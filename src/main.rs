mod app;
mod color;
mod config;
mod data;
mod render;
mod state;
mod ui;

use std::path::PathBuf;

use anyhow::Context;
use app::FitViewerApp;
use eframe::egui;
use state::AppState;

fn main() -> anyhow::Result<()> {
    env_logger::init();

    // Optional data directory; the three CSV files are read from there.
    let data_dir = std::env::args_os()
        .nth(1)
        .map(PathBuf::from)
        .unwrap_or_else(|| PathBuf::from("."));

    let data = data::loader::load_dataset(&data_dir)
        .with_context(|| format!("loading plot data from {}", data_dir.display()))?;

    let mut state = AppState::new(data_dir);
    state.set_data(data);

    let options = eframe::NativeOptions {
        viewport: egui::ViewportBuilder::default()
            .with_inner_size(config::WINDOW_SIZE)
            .with_min_inner_size(config::MIN_WINDOW_SIZE),
        ..Default::default()
    };

    eframe::run_native(
        "Fit Viewer – Predicted vs Actual",
        options,
        Box::new(|_cc| Ok(Box::new(FitViewerApp::new(state)))),
    )
    .map_err(|e| anyhow::anyhow!("running the viewer: {e}"))
}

**WHAT YOU WILL DO**
Copy the data above in full, character for character.

**ANSWER FOR THE TASK**
filename src/main.rs
mod app;
mod color;
mod config;
mod data;
mod render;
mod state;
mod ui;

use std::path::PathBuf;

use anyhow::Context;
use app::FitViewerApp;
use eframe::egui;
use state::AppState;

fn main() -> anyhow::Result<()> {
    env_logger::init();

    // Optional data directory; the three CSV files are read from there.
    let data_dir = std::env::args_os()
        .nth(1)
        .map(PathBuf::from)
        .unwrap_or_else(|| PathBuf::from("."));

    let data = data::loader::load_dataset(&data_dir)
        .with_context(|| format!("loading plot data from {}", data_dir.display()))?;

    let mut state = AppState::new(data_dir);
    state.set_data(data);

    let options = eframe::NativeOptions {
        viewport: egui::ViewportBuilder::default()
            .with_inner_size(config::WINDOW_SIZE)
            .with_min_inner_size(config::MIN_WINDOW_SIZE),
        ..Default::default()
    };

    eframe::run_native(
        "Fit Viewer – Predicted vs Actual",
        options,
        Box::new(|_cc| Ok(Box::new(FitViewerApp::new(state)))),
    )
    .map_err(|e| anyhow::anyhow!("running the viewer: {e}"))
}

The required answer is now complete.